SystemC P1666 list for Technical Review: RE: [tlmwg] Revisit of

From: Aldis, James <j-aldis2@ti.com>
Date: Fri Jan 07 2011 - 02:21:53 PST

Yossi,

firstly what you say is not even true, because as we have discussed
the things you thought were rules are in fact not obligatory. you can get
a good approximation for AXI using BP if you interpret the phases slightly
differently.

secondly, why on earth would you find it surprising that a single TLM
protocol is unable to maintain the same timing fidelity for all hardware
protocols?

thirdly, why would you _always_ advise your clients not to use BP, if it
is pretty damn good in many cases (eg AHB)?

fourthly, how do you imagine any kind of definition of BP/AT accuracy
for a given set of rules,
given that accuracy depands rather more on the models than the bus API, and
that accuracy for AXI, APB, OCPa, OCPb, STBus, AHB, DDR, DDR2, SRAM, PCI,
Wishbone, Unipro/Pie, PCIe, etc, etc, etc are all different and there are
zillions of these things?

fifthly, I'll bet you any money you like that in the 5% accurate AHB
simulation you mention there are many many individual transactions which
are modelled 100% innaccurately. it is completely unfair to compare an
overall avarage with one specific directed test case.

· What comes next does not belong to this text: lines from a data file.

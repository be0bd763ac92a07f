//! Exploration-rate schedule for training.

use serde::{Deserialize, Serialize};

use crate::{Error, Result};

/// Exponentially decaying epsilon:
///
/// `epsilon(ep) = floor + span * exp(-ep / (episodes * decay_fraction))`
///
/// With the defaults this is `0.2 + 0.8 * exp(-ep / (episodes / 4))`, using
/// real division.
#[derive(Debug, Clone, Copy, PartialEq, Serialize, Deserialize)]
#[serde(default)]
pub struct EpsilonSchedule {
    /// Exploration rate approached late in training
    pub floor: f64,
    /// Extra exploration at episode 0
    pub span: f64,
    /// Fraction of the run over which the extra exploration decays by 1/e
    pub decay_fraction: f64,
}

impl Default for EpsilonSchedule {
    fn default() -> Self {
        Self {
            floor: 0.2,
            span: 0.8,
            decay_fraction: 0.25,
        }
    }
}

impl EpsilonSchedule {
    /// Exploration rate for episode `episode` of `total_episodes`.
    pub fn epsilon_at(&self, episode: usize, total_episodes: usize) -> f64 {
        let time_constant = total_episodes as f64 * self.decay_fraction;
        self.floor + self.span * (-(episode as f64) / time_constant).exp()
    }

    /// # Errors
    ///
    /// Returns [`Error::InvalidConfiguration`] unless `floor` and
    /// `floor + span` lie in `[0, 1]`, `span >= 0` and `decay_fraction > 0`.
    pub fn validate(&self) -> Result<()> {
        let peak = self.floor + self.span;
        if !(0.0..=1.0).contains(&self.floor) || !(0.0..=1.0).contains(&peak) || self.span < 0.0
        {
            return Err(Error::config(format!(
                "epsilon schedule must stay within [0, 1] (floor {}, span {})",
                self.floor, self.span
            )));
        }
        if !(self.decay_fraction.is_finite() && self.decay_fraction > 0.0) {
            return Err(Error::config(format!(
                "epsilon decay_fraction must be positive, got {}",
                self.decay_fraction
            )));
        }
        Ok(())
    }
}

#[cfg(test)]
mod tests {
    use super::*;

    #[test]
    fn test_reference_curve() {
        let schedule = EpsilonSchedule::default();
        assert!((schedule.epsilon_at(0, 10_000) - 1.0).abs() < 1e-12);
        let quarter = schedule.epsilon_at(2_500, 10_000);
        assert!((quarter - (0.2 + 0.8 * (-1.0f64).exp())).abs() < 1e-12);
    }

    #[test]
    fn test_monotonically_non_increasing() {
        let schedule = EpsilonSchedule::default();
        for total in [1, 3, 7, 100, 5_000] {
            let mut previous = f64::INFINITY;
            for ep in 0..total {
                let eps = schedule.epsilon_at(ep, total);
                assert!(eps <= previous, "epsilon rose at ep {ep} of {total}");
                assert!((0.2..=1.0).contains(&eps));
                previous = eps;
            }
        }
    }

    #[test]
    fn test_small_runs_use_real_division() {
        // episodes / 4 would truncate to 0 under integer division
        let eps = EpsilonSchedule::default().epsilon_at(1, 3);
        assert!(eps.is_finite());
        assert!((eps - (0.2 + 0.8 * (-4.0f64 / 3.0).exp())).abs() < 1e-12);
    }

    #[test]
    fn test_validate() {
        assert!(EpsilonSchedule::default().validate().is_ok());
        let too_high = EpsilonSchedule {
            floor: 0.5,
            span: 0.8,
            ..EpsilonSchedule::default()
        };
        assert!(too_high.validate().is_err());
        let no_decay = EpsilonSchedule {
            decay_fraction: 0.0,
            ..EpsilonSchedule::default()
        };
        assert!(no_decay.validate().is_err());
    }
}
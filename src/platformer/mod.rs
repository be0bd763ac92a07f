//! Platformer environment
//!
//! A single player walks and jumps along the ground toward a coin while an
//! obstacle sits in the way. Both the training simulator and the live game
//! advance through [`step`], so the agent trains on exactly the dynamics it
//! later plays under.

pub mod game;
pub mod physics;
pub mod world;

pub use game::{GameStatus, LiveGame};
pub use physics::{Outcome, SimState, Transition, apply_action, step};
pub use world::{Rect, WorldConfig};
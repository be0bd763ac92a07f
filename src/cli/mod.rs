//! CLI infrastructure for the coin grabber
//!
//! This module provides the command-line interface for training the agent
//! and watching the trained policy play the live game.

pub mod commands;
pub mod config;
pub mod output;
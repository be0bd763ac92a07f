//! Play command - Train, then let the greedy policy drive the live game

use anyhow::Result;
use clap::Parser;

use super::train::train_agent;
use crate::{
    cli::{
        config::CommonArgs,
        output::{print_kv, print_section},
    },
    platformer::{GameStatus, LiveGame},
    ports::Policy,
    q_learning::GreedyPolicy,
    types::Action,
};

/// Holds one action every frame.
struct HoldPolicy(Action);

impl Policy for HoldPolicy {
    fn decide(&self, _player_x: f64, _is_jumping: bool) -> Action {
        self.0
    }
}

#[derive(Parser, Debug)]
#[command(about = "Train the agent, then play one live game with it")]
pub struct PlayArgs {
    #[command(flatten)]
    pub common: CommonArgs,

    /// Frames to play before giving up
    #[arg(long, short = 't', default_value_t = 1_000)]
    pub ticks: usize,

    /// Print the player position and action every frame
    #[arg(long, default_value_t = false)]
    pub trace: bool,

    /// Skip training and hold this action every frame (left, right, jump, idle)
    #[arg(long)]
    pub hold: Option<Action>,
}

fn play(game: &mut LiveGame, policy: &dyn Policy, ticks: usize, trace: bool) {
    while game.ticks() < ticks && !game.status().is_over() {
        game.tick(policy);
        if trace {
            let player = game.player();
            let action = game.last_action().map(|a| a.name()).unwrap_or("-");
            println!(
                "{:>5}  x={:>6.1}  y={:>6.1}  {}",
                game.ticks(),
                player.x,
                player.y,
                action
            );
        }
    }
}

/// Returns the final game status so callers (and tests) can inspect it.
pub fn execute(args: PlayArgs) -> Result<GameStatus> {
    let config = args.common.resolve()?;
    let mut game = LiveGame::new(config.world.clone());

    match args.hold {
        Some(action) => play(&mut game, &HoldPolicy(action), args.ticks, args.trace),
        None => {
            let trained = train_agent(&config, args.common.progress(), None)?;
            let policy = GreedyPolicy::new(&trained.agent);
            play(&mut game, &policy, args.ticks, args.trace);
        }
    }

    print_section("Live Game");
    let verdict = match game.status() {
        GameStatus::Won => "won (coin collected)",
        GameStatus::Lost => "lost (hit obstacle)",
        GameStatus::Running => "timed out",
    };
    print_kv("Result", verdict);
    print_kv("Frames", &game.ticks().to_string());
    print_kv("Final x", &format!("{:.1}", game.player().x));

    Ok(game.status())
}
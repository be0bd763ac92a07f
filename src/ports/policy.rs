//! Policy port - per-tick action selection for the live game.

use crate::types::Action;

/// Decides the player's action for one live tick.
///
/// Implementations must not learn or mutate shared state: the host calls
/// `decide` every frame with the live player's position.
pub trait Policy {
    fn decide(&self, player_x: f64, is_jumping: bool) -> Action;
}

impl<P: Policy + ?Sized> Policy for &P {
    fn decide(&self, player_x: f64, is_jumping: bool) -> Action {
        (**self).decide(player_x, is_jumping)
    }
}
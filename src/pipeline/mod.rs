//! Training and evaluation pipeline
//!
//! This module provides:
//! - The Q-learning training loop over simulated episodes
//! - Greedy evaluation rollouts of a trained policy
//! - Observers recording progress, metrics, and episode logs

pub mod evaluation;
pub mod observers;
pub mod training;

pub use evaluation::{EvaluationResult, Evaluator, Rollout};
pub use observers::{
    EpisodeRecord, JsonlObserver, MetricsObserver, MetricsSummary, ProgressObserver,
    SharedObserver,
};
pub use training::{Trainer, TrainingConfig, TrainingResult};

pub use crate::ports::{Observer, Policy};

the BP is, as Robert said, designed to cover as many bus interfaces as
possible "reasonably well". high-end bus interfaces with parallel rd and
wr, interruptible or interleaved transactions, etc attract lots of attention
but are not dominant. on an SoC with a couple of hundred components the
vast majority aren't going to have parallel rd and wr busses. those that
do are usually the components where a little extra work is invested
anyway. therefore the BP design makes perfect sense. but wait, it's
better than that - the BP can even do your example! (note that there
_are_ bus interfaces more sophisticated than AXI out there, which the BP
really can not do well). this was known when the BP was designed).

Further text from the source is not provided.